PROPAGANDA AL CLOROFORMIO
A volte le note di regia vengono lette troppo superficialmente; invece, occorre fare più attenzione e cercare di individuare, tra le righe, la frase che è stata scritta per avvertirci, per metterci in allerta, quella che poi riletta a fine spettacolo, ti fa sospirare, sotto forma di autoimprecazione: «Me l’aveva pure detto!». La verità è che le note di regia, purtroppo, hanno il difetto di farsi comprendere bene soltanto dopo, quando si lascia la platea e il peggio è già passato. La frase che ho sottovalutato, o forse sopravvalutato, volendole attribuire un significato esclusivamente intellettuale, è: «La parola che crea e distrugge». Chissà perché non avevo considerato il significato scenico dell’avvertimento. La parola in teatro può creare opere meravigliose: da Eschilo a Euripide, da Shakespeare a Molière fino a Goldoni e tanti altri, tutti autori di capolavori d’eccellenza.

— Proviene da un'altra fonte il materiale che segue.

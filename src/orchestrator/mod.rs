//! 编排层（Orchestration Layer）
//!
//! ## 职责
//!
//! 本层负责一次生成任务的调度和状态管理，是整个系统的"指挥中心"。
//!
//! ## 模块划分
//!
//! ### `app` - 应用入口
//! - 管理应用生命周期（初始化、运行、导出）
//! - 从配置构造并校验请求
//! - 输出全局统计信息
//!
//! ### `controller` - 涂色书控制器
//! - 持有唯一的运行状态（Idle / Running / Succeeded / Failed）
//! - 拒绝并发提交
//! - 订阅页面序列，逐页渲染到画廊
//!
//! ### `gallery` - 画廊
//! - 已渲染页面的有序视图
//! - 导出功能的唯一数据来源
//!
//! ## 层次关系
//!
//! ```text
//! app (一次运行 + 导出)
//!     ↓
//! controller (运行状态 + 渲染)
//!     ↓
//! workflow::generate_pages (封面 → 批次 的页面序列)
//!     ↓
//! services (能力层：ImageGenerator / prompts)
//!     ↓
//! clients (基础设施：ImagenClient)
//! ```
//!
//! ## 设计原则
//!
//! 1. **单一写者**：只有 controller 修改运行状态
//! 2. **向下依赖**：编排层 → workflow → services → clients
//! 3. **无业务逻辑**：只做调度和统计，不关心提示词和批次划分

pub mod app;
pub mod controller;
pub mod gallery;

// 重新导出主要类型
pub use app::App;
pub use controller::BookController;
pub use gallery::{Gallery, GalleryItem, PageRenderer, ProgressLogger};
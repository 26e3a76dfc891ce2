use anyhow::Result;
/// 日志工具模块
///
/// 提供日志格式化和输出的辅助函数
use std::fs::{self, OpenOptions};
use std::io::Write;
use tracing::info;

/// 初始化日志文件
///
/// # 参数
/// - `log_file_path`: 日志文件路径
pub fn init_log_file(log_file_path: &str) -> Result<()> {
    let log_header = format!(
        "{}\n涂色书生成日志 - {}\n{}\n\n",
        "=".repeat(60),
        chrono::Local::now().format("%Y-%m-%d %H:%M:%S"),
        "=".repeat(60)
    );
    fs::write(log_file_path, log_header)?;
    Ok(())
}

/// 追加一行到日志文件
pub fn append_log_line(log_file_path: &str, line: &str) -> Result<()> {
    let mut file = OpenOptions::new()
        .create(true)
        .append(true)
        .open(log_file_path)?;
    writeln!(
        file,
        "[{}] {}",
        chrono::Local::now().format("%Y-%m-%d %H:%M:%S"),
        line
    )?;
    Ok(())
}

/// 记录程序启动信息
pub fn log_startup(theme: &str, page_count: i64, model: &str) {
    info!("{}", "=".repeat(60));
    info!("🚀 程序启动 - 涂色书生成模式");
    info!("🎨 主题: {}", theme);
    info!("📄 页数: {} (含封面)", page_count);
    info!("🤖 模型: {}", model);
    info!("{}", "=".repeat(60));
}

/// 记录批次计划
///
/// # 参数
/// - `pages_to_generate`: 内页数量
/// - `total_batches`: 批次总数
pub fn log_batch_plan(pages_to_generate: usize, total_batches: usize) {
    info!("✓ 封面之外共需生成 {} 页", pages_to_generate);
    info!("📋 将分 {} 批生成，每批最多 4 张", total_batches);
    info!("💡 每批完成后再开始下一批\n");
}

/// 记录批次开始信息
///
/// # 参数
/// - `batch_num`: 批次编号
/// - `total_batches`: 批次总数
/// - `start`: 起始页码
/// - `end`: 结束页码
/// - `total`: 总页数
pub fn log_batch_start(
    batch_num: usize,
    total_batches: usize,
    start: usize,
    end: usize,
    total: usize,
) {
    info!("\n{}", "=".repeat(60));
    info!("📦 开始生成第 {}/{} 批", batch_num, total_batches);
    info!("📄 本批页码: {}-{} / 共 {} 页", start, end, total);
    info!("{}", "=".repeat(60));
}

/// 记录批次完成信息
pub fn log_batch_complete(batch_num: usize, received: usize, requested: usize) {
    info!("\n{}", "─".repeat(60));
    info!("✓ 第 {} 批完成: 收到 {}/{} 张", batch_num, received, requested);
    info!("{}", "─".repeat(60));
}

/// 打印最终统计信息
///
/// # 参数
/// - `rendered`: 已渲染页数
/// - `total`: 请求总页数
/// - `succeeded`: 是否成功
/// - `log_file_path`: 日志文件路径
pub fn print_final_stats(rendered: usize, total: usize, succeeded: bool, log_file_path: &str) {
    info!("\n{}", "=".repeat(60));
    info!("📊 生成完成统计");
    info!(
        "完成时间: {}",
        chrono::Local::now().format("%Y-%m-%d %H:%M:%S")
    );
    info!("{}", "=".repeat(60));
    if succeeded {
        info!("✅ 成功: {}/{}", rendered, total);
    } else {
        info!("❌ 失败: 已渲染 {}/{}", rendered, total);
    }
    info!("{}", "=".repeat(60));
    info!("\n日志已保存至: {}", log_file_path);
}

/// 截断长文本用于日志显示
///
/// # 参数
/// - `text`: 原始文本
/// - `max_len`: 最大长度
pub fn truncate_text(text: &str, max_len: usize) -> String {
    if text.chars().count() > max_len {
        text.chars().take(max_len).collect::<String>() + "..."
    } else {
        text.to_string()
    }
}
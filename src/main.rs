use anyhow::Result;
use coloring_book::{logger, App, Config};

#[tokio::main]
async fn main() -> Result<()> {
    // 初始化日志
    logger::init();

    // 加载配置
    let config = Config::from_env();

    // 初始化并运行应用
    App::initialize(config).await?.run().await?;

    Ok(())
}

La stessa parola, però, può anche distruggere e far crollare, in una manciata di secondi, interesse, entusiasmo e concentrazione.
Oggi è un’abitudine molto comune giocare a fare gli intellettuali e atteggiarsi a voler comprendere significati profondi nelle forme d’arte più ovvie, a voler individuare il messaggio inquietante e commovente nel detto e ridetto: siamo ricascati negli errori del passato, e quanto ci piace ridipingere «La corazzata Pötemkin» come un capolavoro della cinematografia mondiale, ma quando Paolo Villaggio gridò che l’opera di Ėjzenštejn era «una cagata pazzesca», ci trovò tutti d’accordo: perché tutto ciò che è propaganda, al cinema come in teatro, diventa un’insopportabile insofferenza, almeno per il pubblico.
Juan Mayorga, con Il golem, affronta il tema del fascino comunicativo della parola, che può essere quello abbracciato dal borghese piccolo piccolo, superficiale e convenzionale, fatto di messaggi pratici, utilizzato esclusivamente per una comprensione familiare e quotidiana, ma può essere anche una diffusione di emozioni, di pensieri che toccano l’anima delle persone, e pertanto – avverte l’autore – la parola può contenere il seme della rinascita di un popolo che s’infiamma per proteggere la libertà. E non è propaganda, questa? A me sembra un concetto che ci riporta dritti dritti agli anni Settanta, quando il Sudamerica era infervorato da golpe e rivoluzioni e gli Inti Illimani, arroccati sui Castelli Romani, cantavano El pueblo unido jamás será vencido. Nel Golem un’organizzazione segreta si occupa della buona salute di un uomo; e poi anche di sua moglie entrata in una spirale logorroica di un leader rivoluzionario che, per fortuna, non si vede.